WHAT YOU SHOULD DO:
Please work out how many lines in the material below contain the string "GroqClient", and answer with that number only.

PROVIDED DATA:
* * *
use std::collections::{BTreeMap, HashMap};
use std::sync::Mutex;

use super::CounterStore;

/// Counters in process memory, lost on restart
#[derive(Debug, Default)]
pub struct InMemoryCounterStore {
    counts: Mutex<HashMap<String, u64>>,
}

impl InMemoryCounterStore {
    pub fn new() -> Self {
        Self::default()
    }

    /// Start from existing counts
    pub fn seeded<I, K>(initial: I) -> Self
    where
        I: IntoIterator<Item = (K, u64)>,
        K: Into<String>,
    {
        Self {
            counts: Mutex::new(initial.into_iter().map(|(k, v)| (k.into(), v)).collect()),
        }
    }
}

impl CounterStore for InMemoryCounterStore {
    fn get(&self, key: &str) -> u64 {
        self.counts
            .lock()
            .unwrap_or_else(|e| e.into_inner())
            .get(key)
            .copied()
            .unwrap_or(0)
    }

    fn increment(&self, key: &str) -> u64 {
        let mut counts = self.counts.lock().unwrap_or_else(|e| e.into_inner());
        let count = counts.entry(key.to_string()).or_insert(0);
        *count = count.saturating_add(1);
        *count
    }

    fn reset(&self, key: &str) {
        self.counts
            .lock()
            .unwrap_or_else(|e| e.into_inner())
            .remove(key);
    }

    fn snapshot(&self) -> BTreeMap<String, u64> {
        self.counts
            .lock()
            .unwrap_or_else(|e| e.into_inner())
            .iter()
            .map(|(k, v)| (k.clone(), *v))
            .collect()
    }
}
use std::path::PathBuf;
use std::sync::Arc;
use tracing::info;

use crate::chat::rate_limit::DEFAULT_WINDOW;
use crate::chat::{ChatRelay, RateLimiter, RelaySettings};
use crate::config::AppConfig;
use crate::llm::core::config::DEFAULT_TEMPERATURE;
use crate::llm::{GenerationConfig, LlmProvider};
use crate::profile::{system_prompt, Profile, ProfileError};
use crate::store::{CounterStore, DownloadTracker, InMemoryCounterStore};

/// File served by the resume download endpoint
#[derive(Debug, Clone)]
pub struct ResumeAsset {
    pub path: PathBuf,
    /// Filename offered in `Content-Disposition`
    pub download_name: String,
    pub content_type: String,
}

impl ResumeAsset {
    pub fn pdf(path: impl Into<PathBuf>) -> Self {
        let path = path.into();
        let download_name = path
            .file_name()
            .map(|name| name.to_string_lossy().into_owned())
            .unwrap_or_else(|| "resume.pdf".to_string());
        Self {
            path,
            download_name,
            content_type: "application/pdf".to_string(),
        }
    }
}

/// Everything the handlers share, cloned into each route
#[derive(Clone)]
pub struct AppState {
    pub relay: Arc<ChatRelay>,
    pub views: Arc<dyn CounterStore>,
    pub downloads: Arc<DownloadTracker>,
    pub resume: Arc<ResumeAsset>,
}

impl AppState {
    pub fn new(relay: ChatRelay, views: Arc<dyn CounterStore>, resume: ResumeAsset) -> Self {
        Self {
            relay: Arc::new(relay),
            views,
            downloads: Arc::new(DownloadTracker::new()),
            resume: Arc::new(resume),
        }
    }

    /// Wire the relay and stores from configuration around `provider`
    pub fn from_config(
        config: &AppConfig,
        provider: Arc<dyn LlmProvider>,
    ) -> Result<Self, ProfileError> {
        let profile = Profile::load(config.profile_path.as_deref())?;
        info!(
            name = %profile.personal.name,
            projects = profile.projects.len(),
            "Loaded profile"
        );

        let settings = RelaySettings {
            generation: GenerationConfig::new(config.max_tokens).with_temperature(DEFAULT_TEMPERATURE),
            upstream_timeout: config.upstream_timeout,
            ..RelaySettings::default()
        };
        let relay = ChatRelay::new(
            provider,
            RateLimiter::new(config.max_requests_per_minute, DEFAULT_WINDOW),
            system_prompt(&profile),
            settings,
        );

        let views = Arc::new(InMemoryCounterStore::seeded(profile.view_counts.clone()));

        Ok(Self::new(relay, views, ResumeAsset::pdf(&config.resume_path)))
    }
}
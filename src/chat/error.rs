//! Error categories surfaced by the chat endpoint

use std::time::Duration;
use thiserror::Error;
use warp::http::StatusCode;

use crate::llm::LlmError;

/// Every way a chat request can fail, as the caller sees it
///
/// Each variant is a distinct category so the widget can decide whether to
/// offer a retry.
#[derive(Debug, Clone, PartialEq, Eq, Error)]
pub enum RelayError {
    /// Malformed or missing input; fixable by the caller
    #[error("{0}")]
    BadRequest(String),

    /// The caller exhausted its quota for the current window
    #[error("Rate limit exceeded. Please try again in {} seconds.", retry_after_secs(.retry_after))]
    RateLimited { retry_after: Duration },

    /// The upstream rejected our credentials or configuration
    #[error("Service configuration error. Please contact support.")]
    Misconfigured,

    /// The upstream provider is throttling us
    #[error("API rate limit exceeded. Please try again later.")]
    UpstreamRateLimited { retry_after: Option<Duration> },

    /// Any other upstream failure, including the deadline
    #[error("An error occurred while processing your request.")]
    ProcessingFailed,
}

impl RelayError {
    pub fn status(&self) -> StatusCode {
        match self {
            RelayError::BadRequest(_) => StatusCode::BAD_REQUEST,
            RelayError::RateLimited { .. } | RelayError::UpstreamRateLimited { .. } => {
                StatusCode::TOO_MANY_REQUESTS
            }
            RelayError::Misconfigured | RelayError::ProcessingFailed => {
                StatusCode::INTERNAL_SERVER_ERROR
            }
        }
    }

    /// Stable machine-readable category name
    pub fn category(&self) -> &'static str {
        match self {
            RelayError::BadRequest(_) => "bad_request",
            RelayError::RateLimited { .. } => "rate_limited",
            RelayError::Misconfigured => "misconfigured",
            RelayError::UpstreamRateLimited { .. } => "upstream_rate_limited",
            RelayError::ProcessingFailed => "processing_failed",
        }
    }

    /// Whole seconds the caller should wait, when known
    pub fn retry_after_secs(&self) -> Option<u64> {
        match self {
            RelayError::RateLimited { retry_after } => Some(retry_after_secs(retry_after)),
            RelayError::UpstreamRateLimited { retry_after } => {
                retry_after.as_ref().map(retry_after_secs)
            }
            _ => None,
        }
    }
}

/// Round up so a client never retries a moment too early
fn retry_after_secs(duration: &Duration) -> u64 {
    let secs = duration.as_secs() + u64::from(duration.subsec_nanos() > 0);
    secs.max(1)
}

impl From<LlmError> for RelayError {
    fn from(err: LlmError) -> Self {
        match err {
            LlmError::AuthenticationError(_) => RelayError::Misconfigured,
            LlmError::HttpError {
                status: 401 | 403, ..
            } => RelayError::Misconfigured,
            LlmError::RateLimitExceeded { retry_after } => {
                RelayError::UpstreamRateLimited { retry_after }
            }
            LlmError::HttpError { status: 429, .. } => {
                RelayError::UpstreamRateLimited { retry_after: None }
            }
            LlmError::ProviderError { ref code, .. } if code.contains("rate_limit") => {
                RelayError::UpstreamRateLimited { retry_after: None }
            }
            LlmError::ProviderError { ref code, .. } if code == "invalid_api_key" => {
                RelayError::Misconfigured
            }
            _ => RelayError::ProcessingFailed,
        }
    }
}
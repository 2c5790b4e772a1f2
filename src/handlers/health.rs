// GET /api/health handler

use serde_json::json;
use std::convert::Infallible;
use warp::reply::{Reply, Response};

pub async fn health_handler() -> Result<Response, Infallible> {
    Ok(warp::reply::json(&json!({ "status": "ok" })).into_response())
}
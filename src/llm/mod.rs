//! LLM Abstraction Layer
//!
//! This module provides the streaming interface the chat relay talks to, plus a
//! client for Groq's OpenAI-compatible chat completions API.

pub mod core;
pub mod groq;

// Re-export commonly used types
pub use core::{
    config::GenerationConfig,
    error::LlmError,
    provider::{EventStream, LlmProvider},
    types::{FinishReason, GenerateRequest, Message, MessageRole, StreamEvent, UsageMetadata},
};

pub use groq::{GroqClient, GroqModel};
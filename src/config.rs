//! Process configuration read from the environment

use std::net::SocketAddr;
use std::path::PathBuf;
use std::str::FromStr;
use std::time::Duration;
use thiserror::Error;

use crate::chat::rate_limit::DEFAULT_MAX_REQUESTS;
use crate::llm::groq::DEFAULT_BASE_URL;
use crate::llm::GroqModel;

pub const DEFAULT_BIND_ADDR: &str = "127.0.0.1:3030";
pub const DEFAULT_MAX_TOKENS: u32 = 1024;
pub const DEFAULT_UPSTREAM_TIMEOUT_SECS: u64 = 60;
pub const DEFAULT_RESUME_PATH: &str = "public/resume.pdf";

#[derive(Debug, Error, PartialEq, Eq)]
pub enum ConfigError {
    #[error("{0} must be set")]
    Missing(&'static str),

    #[error("{var} has an invalid value: {value:?}")]
    Invalid { var: &'static str, value: String },
}

#[derive(Debug, Clone)]
pub struct AppConfig {
    pub groq_api_key: String,
    pub groq_model: GroqModel,
    pub groq_base_url: String,
    pub bind_addr: SocketAddr,
    pub max_requests_per_minute: u32,
    pub max_tokens: u32,
    pub upstream_timeout: Duration,
    pub resume_path: PathBuf,
    /// `None` means the profile compiled into the binary
    pub profile_path: Option<PathBuf>,
}

impl AppConfig {
    pub fn from_env() -> Result<Self, ConfigError> {
        Self::from_lookup(|name| std::env::var(name).ok())
    }

    /// Build from any variable source; blank values count as unset
    pub fn from_lookup<F>(lookup: F) -> Result<Self, ConfigError>
    where
        F: Fn(&str) -> Option<String>,
    {
        let get = |name: &str| {
            lookup(name)
                .map(|v| v.trim().to_string())
                .filter(|v| !v.is_empty())
        };

        let groq_api_key = get("GROQ_API_KEY").ok_or(ConfigError::Missing("GROQ_API_KEY"))?;

        let groq_model = get("GROQ_MODEL")
            .map(|id| GroqModel::from_id(&id))
            .unwrap_or_default();
        let groq_base_url = get("GROQ_BASE_URL").unwrap_or_else(|| DEFAULT_BASE_URL.to_string());

        let bind_addr = parse_or("RELAY_BIND_ADDR", get("RELAY_BIND_ADDR"), || {
            DEFAULT_BIND_ADDR.parse().map_err(|_| ConfigError::Invalid {
                var: "RELAY_BIND_ADDR",
                value: DEFAULT_BIND_ADDR.to_string(),
            })
        })?;

        let max_requests_per_minute = parse_or(
            "RELAY_MAX_REQUESTS_PER_MINUTE",
            get("RELAY_MAX_REQUESTS_PER_MINUTE"),
            || Ok(DEFAULT_MAX_REQUESTS),
        )?;
        if max_requests_per_minute == 0 {
            return Err(ConfigError::Invalid {
                var: "RELAY_MAX_REQUESTS_PER_MINUTE",
                value: "0".to_string(),
            });
        }

        let max_tokens = parse_or("RELAY_MAX_TOKENS", get("RELAY_MAX_TOKENS"), || {
            Ok(DEFAULT_MAX_TOKENS)
        })?;

        let timeout_secs: u64 = parse_or(
            "RELAY_UPSTREAM_TIMEOUT_SECS",
            get("RELAY_UPSTREAM_TIMEOUT_SECS"),
            || Ok(DEFAULT_UPSTREAM_TIMEOUT_SECS),
        )?;
        if timeout_secs == 0 {
            return Err(ConfigError::Invalid {
                var: "RELAY_UPSTREAM_TIMEOUT_SECS",
                value: "0".to_string(),
            });
        }

        Ok(Self {
            groq_api_key,
            groq_model,
            groq_base_url,
            bind_addr,
            max_requests_per_minute,
            max_tokens,
            upstream_timeout: Duration::from_secs(timeout_secs),
            resume_path: get("RELAY_RESUME_PATH")
                .map(PathBuf::from)
                .unwrap_or_else(|| PathBuf::from(DEFAULT_RESUME_PATH)),
            profile_path: get("RELAY_PROFILE_PATH").map(PathBuf::from),
        })
    }
}

fn parse_or<T, D>(var: &'static str, raw: Option<String>, default: D) -> Result<T, ConfigError>
where
    T: FromStr,
    D: FnOnce() -> Result<T, ConfigError>,
{
    match raw {
        Some(value) => value
            .parse()
            .map_err(|_| ConfigError::Invalid { var, value }),
        None => default(),
    }
}

#[cfg(test)]
mod tests {
    use super::*;
    use std::collections::HashMap;

    fn lookup(vars: &[(&str, &str)]) -> impl Fn(&str) -> Option<String> {
        let map: HashMap<String, String> = vars
            .iter()
            .map(|(k, v)| (k.to_string(), v.to_string()))
            .collect();
        move |name: &str| map.get(name).cloned()
    }

    #[test]
    fn test_defaults() {
        let config = AppConfig::from_lookup(lookup(&[("GROQ_API_KEY", "gsk_test")])).unwrap();

        assert_eq!(config.groq_api_key, "gsk_test");
        assert_eq!(config.groq_model, GroqModel::Llama33Versatile);
        assert_eq!(config.groq_base_url, DEFAULT_BASE_URL);
        assert_eq!(config.bind_addr, "127.0.0.1:3030".parse::<SocketAddr>().unwrap());
        assert_eq!(config.max_requests_per_minute, 10);
        assert_eq!(config.max_tokens, 1024);
        assert_eq!(config.upstream_timeout, Duration::from_secs(60));
        assert_eq!(config.resume_path, PathBuf::from("public/resume.pdf"));
        assert!(config.profile_path.is_none());
    }

    #[test]
    fn test_missing_key() {
        assert_eq!(
            AppConfig::from_lookup(lookup(&[])).unwrap_err(),
            ConfigError::Missing("GROQ_API_KEY")
        );
        assert_eq!(
            AppConfig::from_lookup(lookup(&[("GROQ_API_KEY", "   ")])).unwrap_err(),
            ConfigError::Missing("GROQ_API_KEY")
        );
    }

    #[test]
    fn test_overrides() {
        let config = AppConfig::from_lookup(lookup(&[
            ("GROQ_API_KEY", "gsk_test"),
            ("GROQ_MODEL", "llama-3.1-8b-instant"),
            ("RELAY_BIND_ADDR", "0.0.0.0:8080"),
            ("RELAY_MAX_REQUESTS_PER_MINUTE", "3"),
            ("RELAY_UPSTREAM_TIMEOUT_SECS", "5"),
            ("RELAY_PROFILE_PATH", "/etc/profile.json"),
        ]))
        .unwrap();

        assert_eq!(config.groq_model, GroqModel::Llama31Instant);
        assert_eq!(config.bind_addr.port(), 8080);
        assert_eq!(config.max_requests_per_minute, 3);
        assert_eq!(config.upstream_timeout, Duration::from_secs(5));
        assert_eq!(config.profile_path, Some(PathBuf::from("/etc/profile.json")));
    }

    #[test]
    fn test_malformed_values() {
        let err = AppConfig::from_lookup(lookup(&[
            ("GROQ_API_KEY", "gsk_test"),
            ("RELAY_MAX_TOKENS", "lots"),
        ]))
        .unwrap_err();
        assert_eq!(
            err,
            ConfigError::Invalid {
                var: "RELAY_MAX_TOKENS",
                value: "lots".to_string()
            }
        );

        assert!(AppConfig::from_lookup(lookup(&[
            ("GROQ_API_KEY", "gsk_test"),
            ("RELAY_MAX_REQUESTS_PER_MINUTE", "0"),
        ]))
        .is_err());
    }
}
use std::process::ExitCode;
use std::sync::Arc;
use thiserror::Error;
use tracing::{error, info};

use portfolio_relay::config::{AppConfig, ConfigError};
use portfolio_relay::llm::{GroqClient, LlmError};
use portfolio_relay::logging::init_tracing;
use portfolio_relay::profile::ProfileError;
use portfolio_relay::routes::configure_routes;
use portfolio_relay::state::AppState;

#[derive(Debug, Error)]
enum StartupError {
    #[error("configuration error: {0}")]
    Config(#[from] ConfigError),

    #[error("profile error: {0}")]
    Profile(#[from] ProfileError),

    #[error("upstream client error: {0}")]
    Llm(#[from] LlmError),
}

#[tokio::main]
async fn main() -> ExitCode {
    // A missing .env file is fine; variables may come from the environment
    let _ = dotenvy::dotenv();
    init_tracing();

    match run().await {
        Ok(()) => ExitCode::SUCCESS,
        Err(e) => {
            error!(error = %e, "Startup failed");
            ExitCode::FAILURE
        }
    }
}

async fn run() -> Result<(), StartupError> {
    let config = AppConfig::from_env()?;

    let provider = GroqClient::new(
        config.groq_api_key.clone(),
        config.groq_base_url.clone(),
        config.groq_model.clone(),
    )?;
    info!(model = provider.model().as_str(), "Using Groq upstream");

    let state = AppState::from_config(&config, Arc::new(provider))?;
    let routes = configure_routes(state);

    info!("Starting server on http://{}", config.bind_addr);
    warp::serve(routes).run(config.bind_addr).await;
    Ok(())
}
// Route definitions and handlers

use std::collections::HashMap;
use std::convert::Infallible;
use warp::Filter;

use crate::handlers;
use crate::state::AppState;

/// Largest accepted request body
pub const MAX_BODY_BYTES: u64 = 16 * 1024;

fn with_state(
    state: AppState,
) -> impl Filter<Extract = (AppState,), Error = Infallible> + Clone {
    warp::any().map(move || state.clone())
}

pub fn configure_routes(
    state: AppState,
) -> impl Filter<Extract = impl warp::Reply, Error = Infallible> + Clone {
    let api = warp::path("api");

    // POST /api/chat
    let chat = api
        .and(warp::path("chat"))
        .and(warp::path::end())
        .and(warp::post())
        .and(warp::header::headers_cloned())
        .and(warp::body::content_length_limit(MAX_BODY_BYTES))
        .and(warp::body::bytes())
        .and(with_state(state.clone()))
        .and_then(handlers::chat_handler);

    // GET /api/views[?slug=]
    let get_views = api
        .and(warp::path("views"))
        .and(warp::path::end())
        .and(warp::get())
        .and(warp::query::<HashMap<String, String>>())
        .and(with_state(state.clone()))
        .and_then(handlers::get_views_handler);

    // POST /api/views?slug=
    let post_views = api
        .and(warp::path("views"))
        .and(warp::path::end())
        .and(warp::post())
        .and(warp::query::<HashMap<String, String>>())
        .and(with_state(state.clone()))
        .and_then(handlers::post_views_handler);

    // GET /api/resume/download
    let resume_download = api
        .and(warp::path("resume"))
        .and(warp::path("download"))
        .and(warp::path::end())
        .and(warp::get())
        .and(with_state(state.clone()))
        .and_then(handlers::resume_download_handler);

    // POST /api/resume/download
    let resume_stats = api
        .and(warp::path("resume"))
        .and(warp::path("download"))
        .and(warp::path::end())
        .and(warp::post())
        .and(warp::body::content_length_limit(MAX_BODY_BYTES))
        .and(warp::body::bytes())
        .and(with_state(state))
        .and_then(handlers::resume_stats_handler);

    // GET /api/health
    let health = api
        .and(warp::path("health"))
        .and(warp::path::end())
        .and(warp::get())
        .and_then(handlers::health_handler);

    let cors = warp::cors()
        .allow_any_origin()
        .allow_methods(vec!["GET", "POST", "OPTIONS"])
        .allow_headers(vec!["content-type"]);

    chat.or(get_views)
        .or(post_views)
        .or(resume_download)
        .or(resume_stats)
        .or(health)
        .with(cors)
        .recover(handlers::handle_rejection)
}
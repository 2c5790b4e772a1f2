//! Server-Sent Events (SSE) parser for Groq responses

use bytes::Bytes;
use futures::stream::Stream;
use futures::StreamExt;
use std::pin::Pin;

use crate::llm::core::error::LlmError;
use crate::sse::{SseBuffer, SseFrame, DONE_SENTINEL};

use super::types::{ChatCompletionChunk, GroqErrorResponse, GroqSseEvent};

/// Parse a stream of bytes as Groq SSE events
///
/// Groq follows the OpenAI streaming format:
/// ```text
/// data: {"id":"chatcmpl-1","choices":[{"index":0,"delta":{"content":"Hel"}}]}
///
/// data: [DONE]
/// ```
///
/// Frames are only parsed once their blank-line delimiter has arrived, so a
/// chunk boundary may fall anywhere in the byte stream.
pub fn parse_sse_stream(
    byte_stream: Pin<Box<dyn Stream<Item = Result<Bytes, reqwest::Error>> + Send>>,
) -> Pin<Box<dyn Stream<Item = Result<GroqSseEvent, LlmError>> + Send>> {
    let mut buffer = SseBuffer::new();

    let event_stream = byte_stream.flat_map(move |chunk_result| {
        let chunk = match chunk_result {
            Ok(bytes) => bytes,
            Err(e) => {
                return futures::stream::iter(vec![Err(LlmError::StreamError(e.to_string()))]);
            }
        };

        let events: Vec<_> = buffer.push(&chunk).iter().map(parse_frame).collect();
        futures::stream::iter(events)
    });

    Box::pin(event_stream)
}

fn parse_frame(frame: &SseFrame) -> Result<GroqSseEvent, LlmError> {
    let data = frame.data.trim();

    if data == DONE_SENTINEL {
        return Ok(GroqSseEvent::Done);
    }

    if let Ok(envelope) = serde_json::from_str::<GroqErrorResponse>(data) {
        return Ok(GroqSseEvent::Error(envelope.error));
    }

    serde_json::from_str::<ChatCompletionChunk>(data)
        .map(GroqSseEvent::Chunk)
        .map_err(|e| {
            LlmError::SerializationError(format!(
                "Failed to parse Groq SSE event: {}. Data: {}",
                e, data
            ))
        })
}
* * *
ANSWER SECTION:
3